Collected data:
[Start of section]

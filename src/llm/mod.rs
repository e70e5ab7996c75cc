//! Chat-completion probe
//!
//! Exercises an OpenAI-compatible chat endpoint twice: once with streaming
//! on, printing fragments as they arrive, and once waiting for the complete
//! answer. Neither exchange is retried; the first error is returned to the
//! caller.
//!
//! # Examples
//!
//! ```no_run
//! use oasis::config::ProbeConfig;
//! use oasis::llm::{run_probe, ChatClient, ProbeMode, Prompts};
//!
//! # async fn example() -> Result<(), Box<dyn std::error::Error>> {
//! let client = ChatClient::new(&ProbeConfig::from_env()?)?;
//! run_probe(&client, ProbeMode::Both, &Prompts::default()).await?;
//! # Ok(())
//! # }
//! ```

mod client;
mod error;
mod sse;
mod types;

pub use client::ChatClient;
pub use error::LlmError;
pub use sse::{content_stream, LineBuffer, SseEvent, SseParser};
pub use types::{ChatMessage, ChatRequest, ChatResponse, StreamChunk};

use futures_util::{Stream, StreamExt};
use std::io::Write;

pub const DEFAULT_STREAM_PROMPT: &str = "안녕하세요! Upstage Solar Pro2 모델에 대해 간단히 소개해주세요.";
pub const DEFAULT_COMPLETE_PROMPT: &str = "Python에서 간단한 계산을 해주세요: 15 * 23 = ?";

/// Which exchanges a probe run performs
#[derive(Debug, Clone, Copy, PartialEq, Eq, Default)]
pub enum ProbeMode {
    #[default]
    Both,
    Stream,
    Complete,
}

impl ProbeMode {
    fn streams(&self) -> bool {
        matches!(self, ProbeMode::Both | ProbeMode::Stream)
    }

    fn completes(&self) -> bool {
        matches!(self, ProbeMode::Both | ProbeMode::Complete)
    }
}

/// User messages sent by the two exchanges
#[derive(Debug, Clone)]
pub struct Prompts {
    pub stream: String,
    pub complete: String,
}

impl Default for Prompts {
    fn default() -> Self {
        Self {
            stream: DEFAULT_STREAM_PROMPT.to_string(),
            complete: DEFAULT_COMPLETE_PROMPT.to_string(),
        }
    }
}

/// What a consumed stream delivered
#[derive(Debug, Clone, Default, PartialEq, Eq)]
pub struct StreamSummary {
    pub fragments: usize,
    pub text: String,
}

#[derive(Debug, Clone, Default)]
pub struct ProbeReport {
    pub streamed: Option<StreamSummary>,
    pub completed: Option<String>,
}

/// Write each fragment to `out` as soon as it arrives, flushing after every
/// one. Stops at the first error.
pub async fn print_stream<S, W>(stream: S, out: &mut W) -> Result<StreamSummary, LlmError>
where
    S: Stream<Item = Result<String, LlmError>>,
    W: Write,
{
    let mut stream = std::pin::pin!(stream);
    let mut summary = StreamSummary::default();
    while let Some(fragment) = stream.next().await {
        let fragment = fragment?;
        out.write_all(fragment.as_bytes())?;
        out.flush()?;
        summary.fragments += 1;
        summary.text.push_str(&fragment);
    }
    Ok(summary)
}

fn banner(title: &str) {
    let rule = "=".repeat(50);
    println!("{}", rule);
    println!("{}", yansi::Paint::new(title).bold());
    println!("{}", rule);
}

/// Run the streaming exchange, then the complete one, as `mode` allows.
pub async fn run_probe(client: &ChatClient, mode: ProbeMode, prompts: &Prompts) -> Result<ProbeReport, LlmError> {
    let mut report = ProbeReport::default();

    if mode.streams() {
        banner(&format!("Testing {} with STREAMING", client.model()));
        tracing::info!(model = client.model(), "Starting streaming exchange");
        let stream = client.stream(&prompts.stream).await?;
        println!("\n[Response (Streaming)]:");
        let mut stdout = std::io::stdout();
        let summary = print_stream(stream, &mut stdout).await?;
        println!("\n{}\n", "=".repeat(50));
        tracing::info!(fragments = summary.fragments, chars = summary.text.chars().count(), "Streaming exchange finished");
        report.streamed = Some(summary);
    }

    if mode.completes() {
        banner(&format!("Testing {} WITHOUT STREAMING", client.model()));
        tracing::info!(model = client.model(), "Starting non-streaming exchange");
        let answer = client.complete(&prompts.complete).await?;
        println!("\n[Response (Non-streaming)]:");
        println!("{}", answer);
        println!("\n{}\n", "=".repeat(50));
        report.completed = Some(answer);
    }

    Ok(report)
}
//! JSON output for collected records

use std::io::Write;
use std::path::{Path, PathBuf};

use super::error::OutputError;
use crate::models::PoiRecord;

/// Write `records` to `dir/file_name` as an indented JSON array.
///
/// The directory is created if needed. Non-ASCII text is written as-is.
/// The file is replaced atomically, so readers never see a half-written
/// array.
pub fn write_records(dir: &Path, file_name: &str, records: &[PoiRecord]) -> Result<PathBuf, OutputError> {
    std::fs::create_dir_all(dir).map_err(|source| OutputError::CreateDir {
        path: dir.to_path_buf(),
        source,
    })?;

    let path = dir.join(file_name);
    let json = serde_json::to_string_pretty(records)?;

    let write_err = |source: std::io::Error| OutputError::Write {
        path: path.clone(),
        source,
    };
    let mut tmp = tempfile::NamedTempFile::new_in(dir).map_err(write_err)?;
    tmp.write_all(json.as_bytes()).map_err(write_err)?;
    tmp.as_file().sync_all().map_err(write_err)?;
    tmp.persist(&path).map_err(|e| write_err(e.error))?;

    tracing::info!("Wrote {} records to {:?}", records.len(), path);
    Ok(path)
}
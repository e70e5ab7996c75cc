use serde_json::Value;

/// Render a scalar JSON value as plain text.
///
/// Strings come back verbatim, numbers and booleans via `to_string`, null as
/// an empty string. Nested values are kept as compact JSON.
pub fn value_to_text(value: &Value) -> String {
    match value {
        Value::String(s) => s.clone(),
        Value::Number(n) => n.to_string(),
        Value::Bool(b) => b.to_string(),
        Value::Null => String::new(),
        Value::Array(_) | Value::Object(_) => serde_json::to_string(value).unwrap_or_default(),
    }
}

[End of section]

Reproduce all the entries above. Match them exactly.

▸ Task solution
filename src/llm/mod.rs
repository e70e5ab7996c75cc
//! Chat-completion probe
//!
//! Exercises an OpenAI-compatible chat endpoint twice: once with streaming
//! on, printing fragments as they arrive, and once waiting for the complete
//! answer. Neither exchange is retried; the first error is returned to the
//! caller.
//!
//! # Examples
//!
//! ```no_run
//! use oasis::config::ProbeConfig;
//! use oasis::llm::{run_probe, ChatClient, ProbeMode, Prompts};
//!
//! # async fn example() -> Result<(), Box<dyn std::error::Error>> {
//! let client = ChatClient::new(&ProbeConfig::from_env()?)?;
//! run_probe(&client, ProbeMode::Both, &Prompts::default()).await?;
//! # Ok(())
//! # }
//! ```

mod client;
mod error;
mod sse;
mod types;

pub use client::ChatClient;
pub use error::LlmError;
pub use sse::{content_stream, LineBuffer, SseEvent, SseParser};
pub use types::{ChatMessage, ChatRequest, ChatResponse, StreamChunk};

use futures_util::{Stream, StreamExt};
use std::io::Write;

pub const DEFAULT_STREAM_PROMPT: &str = "안녕하세요! Upstage Solar Pro2 모델에 대해 간단히 소개해주세요.";
pub const DEFAULT_COMPLETE_PROMPT: &str = "Python에서 간단한 계산을 해주세요: 15 * 23 = ?";

/// Which exchanges a probe run performs
#[derive(Debug, Clone, Copy, PartialEq, Eq, Default)]
pub enum ProbeMode {
    #[default]
    Both,
    Stream,
    Complete,
}

impl ProbeMode {
    fn streams(&self) -> bool {
        matches!(self, ProbeMode::Both | ProbeMode::Stream)
    }

    fn completes(&self) -> bool {
        matches!(self, ProbeMode::Both | ProbeMode::Complete)
    }
}

/// User messages sent by the two exchanges
#[derive(Debug, Clone)]
pub struct Prompts {
    pub stream: String,
    pub complete: String,
}

impl Default for Prompts {
    fn default() -> Self {
        Self {
            stream: DEFAULT_STREAM_PROMPT.to_string(),
            complete: DEFAULT_COMPLETE_PROMPT.to_string(),
        }
    }
}

/// What a consumed stream delivered
#[derive(Debug, Clone, Default, PartialEq, Eq)]
pub struct StreamSummary {
    pub fragments: usize,
    pub text: String,
}

#[derive(Debug, Clone, Default)]
pub struct ProbeReport {
    pub streamed: Option<StreamSummary>,
    pub completed: Option<String>,
}

/// Write each fragment to `out` as soon as it arrives, flushing after every
/// one. Stops at the first error.
pub async fn print_stream<S, W>(stream: S, out: &mut W) -> Result<StreamSummary, LlmError>
where
    S: Stream<Item = Result<String, LlmError>>,
    W: Write,
{
    let mut stream = std::pin::pin!(stream);
    let mut summary = StreamSummary::default();
    while let Some(fragment) = stream.next().await {
        let fragment = fragment?;
        out.write_all(fragment.as_bytes())?;
        out.flush()?;
        summary.fragments += 1;
        summary.text.push_str(&fragment);
    }
    Ok(summary)
}

fn banner(title: &str) {
    let rule = "=".repeat(50);
    println!("{}", rule);
    println!("{}", yansi::Paint::new(title).bold());
    println!("{}", rule);
}

/// Run the streaming exchange, then the complete one, as `mode` allows.
pub async fn run_probe(client: &ChatClient, mode: ProbeMode, prompts: &Prompts) -> Result<ProbeReport, LlmError> {
    let mut report = ProbeReport::default();

    if mode.streams() {
        banner(&format!("Testing {} with STREAMING", client.model()));
        tracing::info!(model = client.model(), "Starting streaming exchange");
        let stream = client.stream(&prompts.stream).await?;
        println!("\n[Response (Streaming)]:");
        let mut stdout = std::io::stdout();
        let summary = print_stream(stream, &mut stdout).await?;
        println!("\n{}\n", "=".repeat(50));
        tracing::info!(fragments = summary.fragments, chars = summary.text.chars().count(), "Streaming exchange finished");
        report.streamed = Some(summary);
    }

    if mode.completes() {
        banner(&format!("Testing {} WITHOUT STREAMING", client.model()));
        tracing::info!(model = client.model(), "Starting non-streaming exchange");
        let answer = client.complete(&prompts.complete).await?;
        println!("\n[Response (Non-streaming)]:");
        println!("{}", answer);
        println!("\n{}\n", "=".repeat(50));
        report.completed = Some(answer);
    }

    Ok(report)
}
//! JSON output for collected records

use std::io::Write;
use std::path::{Path, PathBuf};

use super::error::OutputError;
use crate::models::PoiRecord;

/// Write `records` to `dir/file_name` as an indented JSON array.
///
/// The directory is created if needed. Non-ASCII text is written as-is.
/// The file is replaced atomically, so readers never see a half-written
/// array.
pub fn write_records(dir: &Path, file_name: &str, records: &[PoiRecord]) -> Result<PathBuf, OutputError> {
    std::fs::create_dir_all(dir).map_err(|source| OutputError::CreateDir {
        path: dir.to_path_buf(),
        source,
    })?;

    let path = dir.join(file_name);
    let json = serde_json::to_string_pretty(records)?;

    let write_err = |source: std::io::Error| OutputError::Write {
        path: path.clone(),
        source,
    };
    let mut tmp = tempfile::NamedTempFile::new_in(dir).map_err(write_err)?;
    tmp.write_all(json.as_bytes()).map_err(write_err)?;
    tmp.as_file().sync_all().map_err(write_err)?;
    tmp.persist(&path).map_err(|e| write_err(e.error))?;

    tracing::info!("Wrote {} records to {:?}", records.len(), path);
    Ok(path)
}
repository e70e5ab7996c75cc
use serde_json::Value;

/// Render a scalar JSON value as plain text.
///
/// Strings come back verbatim, numbers and booleans via `to_string`, null as
/// an empty string. Nested values are kept as compact JSON.
pub fn value_to_text(value: &Value) -> String {
    match value {
        Value::String(s) => s.clone(),
        Value::Number(n) => n.to_string(),
        Value::Bool(b) => b.to_string(),
        Value::Null => String::new(),
        Value::Array(_) | Value::Object(_) => serde_json::to_string(value).unwrap_or_default(),
    }
}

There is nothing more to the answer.